Description of the task: In the listing below, find the line holding "filename src/args.rs" and the line holding "a text report". Write out those two lines and all lines between, exactly, and nothing more.

Record extracts:
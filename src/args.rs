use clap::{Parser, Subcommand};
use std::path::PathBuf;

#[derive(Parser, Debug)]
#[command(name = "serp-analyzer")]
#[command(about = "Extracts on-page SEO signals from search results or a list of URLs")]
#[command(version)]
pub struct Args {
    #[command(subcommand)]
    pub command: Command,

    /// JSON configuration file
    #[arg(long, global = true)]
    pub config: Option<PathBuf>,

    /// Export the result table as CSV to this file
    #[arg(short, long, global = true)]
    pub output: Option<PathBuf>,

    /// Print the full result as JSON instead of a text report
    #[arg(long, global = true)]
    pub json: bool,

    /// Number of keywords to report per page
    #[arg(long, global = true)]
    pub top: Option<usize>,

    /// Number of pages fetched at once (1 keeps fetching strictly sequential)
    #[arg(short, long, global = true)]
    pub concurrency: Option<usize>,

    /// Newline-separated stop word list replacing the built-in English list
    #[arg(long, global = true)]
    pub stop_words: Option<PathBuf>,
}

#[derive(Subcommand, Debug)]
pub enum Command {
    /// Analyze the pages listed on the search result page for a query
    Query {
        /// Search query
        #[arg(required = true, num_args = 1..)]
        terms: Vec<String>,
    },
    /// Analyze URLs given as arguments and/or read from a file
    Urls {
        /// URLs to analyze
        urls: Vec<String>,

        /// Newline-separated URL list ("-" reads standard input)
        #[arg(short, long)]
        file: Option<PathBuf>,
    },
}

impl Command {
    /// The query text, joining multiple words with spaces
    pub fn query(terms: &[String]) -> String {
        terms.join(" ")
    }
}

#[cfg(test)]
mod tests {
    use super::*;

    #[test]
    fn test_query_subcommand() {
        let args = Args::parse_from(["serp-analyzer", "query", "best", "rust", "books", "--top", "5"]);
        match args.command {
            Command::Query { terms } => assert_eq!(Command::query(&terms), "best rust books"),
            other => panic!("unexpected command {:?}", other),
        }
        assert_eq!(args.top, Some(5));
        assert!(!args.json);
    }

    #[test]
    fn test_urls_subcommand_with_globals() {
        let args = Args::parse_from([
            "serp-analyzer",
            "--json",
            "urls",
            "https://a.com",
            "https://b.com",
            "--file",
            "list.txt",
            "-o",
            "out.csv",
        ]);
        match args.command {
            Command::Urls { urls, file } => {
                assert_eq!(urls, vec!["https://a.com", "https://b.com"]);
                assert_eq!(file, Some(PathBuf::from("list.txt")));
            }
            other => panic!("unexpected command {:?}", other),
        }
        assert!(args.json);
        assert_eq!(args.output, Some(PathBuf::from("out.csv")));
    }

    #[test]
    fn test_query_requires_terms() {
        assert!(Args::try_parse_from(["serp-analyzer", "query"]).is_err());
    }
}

---

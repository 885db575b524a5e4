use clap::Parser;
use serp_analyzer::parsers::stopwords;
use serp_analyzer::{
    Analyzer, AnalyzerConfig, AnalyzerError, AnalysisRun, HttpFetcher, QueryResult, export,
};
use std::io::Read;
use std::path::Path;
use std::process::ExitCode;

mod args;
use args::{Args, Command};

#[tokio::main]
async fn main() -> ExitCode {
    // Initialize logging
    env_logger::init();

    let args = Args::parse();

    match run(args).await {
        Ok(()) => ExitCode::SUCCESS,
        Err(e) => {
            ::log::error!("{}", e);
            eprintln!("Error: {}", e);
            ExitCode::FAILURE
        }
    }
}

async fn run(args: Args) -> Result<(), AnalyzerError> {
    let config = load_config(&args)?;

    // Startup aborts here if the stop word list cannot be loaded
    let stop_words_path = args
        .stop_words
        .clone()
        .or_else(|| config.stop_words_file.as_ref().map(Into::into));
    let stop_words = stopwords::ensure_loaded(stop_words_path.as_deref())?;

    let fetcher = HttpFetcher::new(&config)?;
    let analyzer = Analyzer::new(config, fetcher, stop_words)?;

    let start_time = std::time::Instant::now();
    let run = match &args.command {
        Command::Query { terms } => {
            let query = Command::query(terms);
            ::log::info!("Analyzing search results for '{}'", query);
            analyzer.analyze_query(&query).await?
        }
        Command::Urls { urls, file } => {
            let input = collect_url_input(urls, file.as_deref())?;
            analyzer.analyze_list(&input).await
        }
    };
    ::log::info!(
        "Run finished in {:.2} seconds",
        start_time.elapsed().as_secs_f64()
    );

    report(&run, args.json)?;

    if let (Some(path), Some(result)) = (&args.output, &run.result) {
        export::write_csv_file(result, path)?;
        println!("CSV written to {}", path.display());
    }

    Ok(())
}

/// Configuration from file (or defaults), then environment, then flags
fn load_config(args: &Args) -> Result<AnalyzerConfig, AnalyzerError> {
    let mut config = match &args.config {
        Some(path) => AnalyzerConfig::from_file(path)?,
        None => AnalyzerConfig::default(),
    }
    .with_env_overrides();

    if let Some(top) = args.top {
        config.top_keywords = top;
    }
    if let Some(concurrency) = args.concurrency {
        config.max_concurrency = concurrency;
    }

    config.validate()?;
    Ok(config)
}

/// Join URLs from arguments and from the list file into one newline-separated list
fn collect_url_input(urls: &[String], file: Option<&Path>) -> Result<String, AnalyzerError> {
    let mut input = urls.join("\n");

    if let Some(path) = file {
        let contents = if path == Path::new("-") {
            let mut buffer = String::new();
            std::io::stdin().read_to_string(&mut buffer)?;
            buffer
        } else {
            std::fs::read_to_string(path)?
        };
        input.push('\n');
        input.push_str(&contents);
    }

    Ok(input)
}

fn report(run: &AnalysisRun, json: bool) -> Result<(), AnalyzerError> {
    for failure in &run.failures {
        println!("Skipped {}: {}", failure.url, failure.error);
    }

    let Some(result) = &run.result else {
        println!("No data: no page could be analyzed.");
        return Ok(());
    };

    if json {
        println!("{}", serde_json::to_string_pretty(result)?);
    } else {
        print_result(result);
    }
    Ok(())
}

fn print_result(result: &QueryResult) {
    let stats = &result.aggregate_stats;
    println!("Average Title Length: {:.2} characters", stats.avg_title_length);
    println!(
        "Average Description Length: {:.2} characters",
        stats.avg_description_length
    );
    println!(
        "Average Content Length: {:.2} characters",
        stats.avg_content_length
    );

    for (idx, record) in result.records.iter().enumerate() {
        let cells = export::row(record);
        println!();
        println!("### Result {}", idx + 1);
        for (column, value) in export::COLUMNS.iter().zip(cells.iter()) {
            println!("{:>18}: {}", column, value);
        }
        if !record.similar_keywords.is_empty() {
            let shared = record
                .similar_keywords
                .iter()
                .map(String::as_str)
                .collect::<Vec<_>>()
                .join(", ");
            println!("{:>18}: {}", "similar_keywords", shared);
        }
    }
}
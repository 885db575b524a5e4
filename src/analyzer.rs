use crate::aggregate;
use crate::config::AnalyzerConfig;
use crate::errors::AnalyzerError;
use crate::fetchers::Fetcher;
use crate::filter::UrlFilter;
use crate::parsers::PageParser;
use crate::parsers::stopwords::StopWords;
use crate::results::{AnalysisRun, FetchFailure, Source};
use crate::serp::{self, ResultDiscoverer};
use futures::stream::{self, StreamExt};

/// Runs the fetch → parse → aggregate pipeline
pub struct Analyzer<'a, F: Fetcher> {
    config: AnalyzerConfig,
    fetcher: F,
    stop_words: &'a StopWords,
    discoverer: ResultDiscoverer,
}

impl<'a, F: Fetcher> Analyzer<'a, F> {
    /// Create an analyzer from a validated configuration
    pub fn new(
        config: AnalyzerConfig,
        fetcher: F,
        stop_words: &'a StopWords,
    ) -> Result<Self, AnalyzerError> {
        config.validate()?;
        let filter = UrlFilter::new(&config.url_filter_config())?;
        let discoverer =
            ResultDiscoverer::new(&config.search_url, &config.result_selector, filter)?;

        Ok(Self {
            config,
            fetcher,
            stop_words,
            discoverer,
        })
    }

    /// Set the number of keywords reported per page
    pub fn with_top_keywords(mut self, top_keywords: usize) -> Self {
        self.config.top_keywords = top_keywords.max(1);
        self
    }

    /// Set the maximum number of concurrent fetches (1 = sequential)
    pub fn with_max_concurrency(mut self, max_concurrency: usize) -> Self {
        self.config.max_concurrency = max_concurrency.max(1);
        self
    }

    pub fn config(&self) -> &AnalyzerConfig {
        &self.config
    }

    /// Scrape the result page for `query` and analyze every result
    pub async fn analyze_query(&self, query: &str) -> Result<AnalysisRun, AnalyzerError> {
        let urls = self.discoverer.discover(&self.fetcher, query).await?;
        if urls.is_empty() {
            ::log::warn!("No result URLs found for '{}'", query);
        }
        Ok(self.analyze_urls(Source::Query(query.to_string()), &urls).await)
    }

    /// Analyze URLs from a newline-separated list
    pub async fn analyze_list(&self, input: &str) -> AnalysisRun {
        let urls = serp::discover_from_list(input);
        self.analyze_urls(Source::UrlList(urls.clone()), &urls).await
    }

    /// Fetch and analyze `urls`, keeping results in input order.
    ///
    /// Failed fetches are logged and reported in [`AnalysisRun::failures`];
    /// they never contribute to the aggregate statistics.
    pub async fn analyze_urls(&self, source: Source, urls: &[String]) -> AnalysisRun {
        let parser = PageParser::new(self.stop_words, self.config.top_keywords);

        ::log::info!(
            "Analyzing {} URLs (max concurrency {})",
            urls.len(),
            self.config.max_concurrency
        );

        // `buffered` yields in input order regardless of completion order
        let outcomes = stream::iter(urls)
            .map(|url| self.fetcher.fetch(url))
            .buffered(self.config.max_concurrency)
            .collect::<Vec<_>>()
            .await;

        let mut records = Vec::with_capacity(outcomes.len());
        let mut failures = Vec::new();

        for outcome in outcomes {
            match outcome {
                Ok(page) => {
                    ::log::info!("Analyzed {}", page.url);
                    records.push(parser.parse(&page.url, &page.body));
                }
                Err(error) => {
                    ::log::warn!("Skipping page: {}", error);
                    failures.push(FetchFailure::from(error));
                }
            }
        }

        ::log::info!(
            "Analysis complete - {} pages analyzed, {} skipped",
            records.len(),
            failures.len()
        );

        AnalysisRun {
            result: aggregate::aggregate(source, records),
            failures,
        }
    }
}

--

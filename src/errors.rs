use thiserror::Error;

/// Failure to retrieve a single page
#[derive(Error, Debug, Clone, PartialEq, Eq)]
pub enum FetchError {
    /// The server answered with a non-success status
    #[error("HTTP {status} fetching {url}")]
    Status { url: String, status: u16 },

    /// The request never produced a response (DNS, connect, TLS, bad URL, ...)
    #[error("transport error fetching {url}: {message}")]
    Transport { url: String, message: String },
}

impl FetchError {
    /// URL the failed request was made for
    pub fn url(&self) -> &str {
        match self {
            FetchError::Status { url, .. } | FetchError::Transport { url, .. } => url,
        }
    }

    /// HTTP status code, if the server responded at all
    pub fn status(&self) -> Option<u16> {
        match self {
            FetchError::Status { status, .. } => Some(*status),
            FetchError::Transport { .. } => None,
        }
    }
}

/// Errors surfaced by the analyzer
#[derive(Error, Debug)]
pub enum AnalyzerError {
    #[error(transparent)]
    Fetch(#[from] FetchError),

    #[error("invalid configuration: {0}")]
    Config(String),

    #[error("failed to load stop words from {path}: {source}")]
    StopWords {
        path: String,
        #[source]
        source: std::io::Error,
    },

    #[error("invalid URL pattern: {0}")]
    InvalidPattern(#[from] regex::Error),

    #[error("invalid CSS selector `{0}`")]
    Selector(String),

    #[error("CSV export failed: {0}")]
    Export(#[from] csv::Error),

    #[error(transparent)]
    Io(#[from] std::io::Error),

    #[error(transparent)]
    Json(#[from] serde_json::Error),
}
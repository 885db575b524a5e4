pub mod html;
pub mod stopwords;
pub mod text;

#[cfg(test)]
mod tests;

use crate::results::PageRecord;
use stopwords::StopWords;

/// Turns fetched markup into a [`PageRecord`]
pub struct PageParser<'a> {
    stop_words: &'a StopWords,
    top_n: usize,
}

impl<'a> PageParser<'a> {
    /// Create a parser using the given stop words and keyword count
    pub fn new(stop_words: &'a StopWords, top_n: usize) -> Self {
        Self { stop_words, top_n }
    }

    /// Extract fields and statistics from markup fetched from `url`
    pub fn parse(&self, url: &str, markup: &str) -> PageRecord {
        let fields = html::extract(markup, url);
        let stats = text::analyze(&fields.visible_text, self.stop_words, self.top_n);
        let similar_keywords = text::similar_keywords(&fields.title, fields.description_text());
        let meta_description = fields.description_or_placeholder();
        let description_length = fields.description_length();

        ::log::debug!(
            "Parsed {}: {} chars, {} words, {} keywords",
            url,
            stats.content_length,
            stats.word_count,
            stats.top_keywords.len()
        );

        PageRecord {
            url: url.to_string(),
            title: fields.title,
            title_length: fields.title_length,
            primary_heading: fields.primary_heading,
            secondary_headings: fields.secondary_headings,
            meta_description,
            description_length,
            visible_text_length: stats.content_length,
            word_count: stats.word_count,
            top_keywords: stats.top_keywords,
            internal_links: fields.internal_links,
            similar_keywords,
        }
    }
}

Response to this exercise:
filename src/args.rs
use clap::{Parser, Subcommand};
use std::path::PathBuf;

#[derive(Parser, Debug)]
#[command(name = "serp-analyzer")]
#[command(about = "Extracts on-page SEO signals from search results or a list of URLs")]
#[command(version)]
pub struct Args {
    #[command(subcommand)]
    pub command: Command,

    /// JSON configuration file
    #[arg(long, global = true)]
    pub config: Option<PathBuf>,

    /// Export the result table as CSV to this file
    #[arg(short, long, global = true)]
    pub output: Option<PathBuf>,

    /// Print the full result as JSON instead of a text report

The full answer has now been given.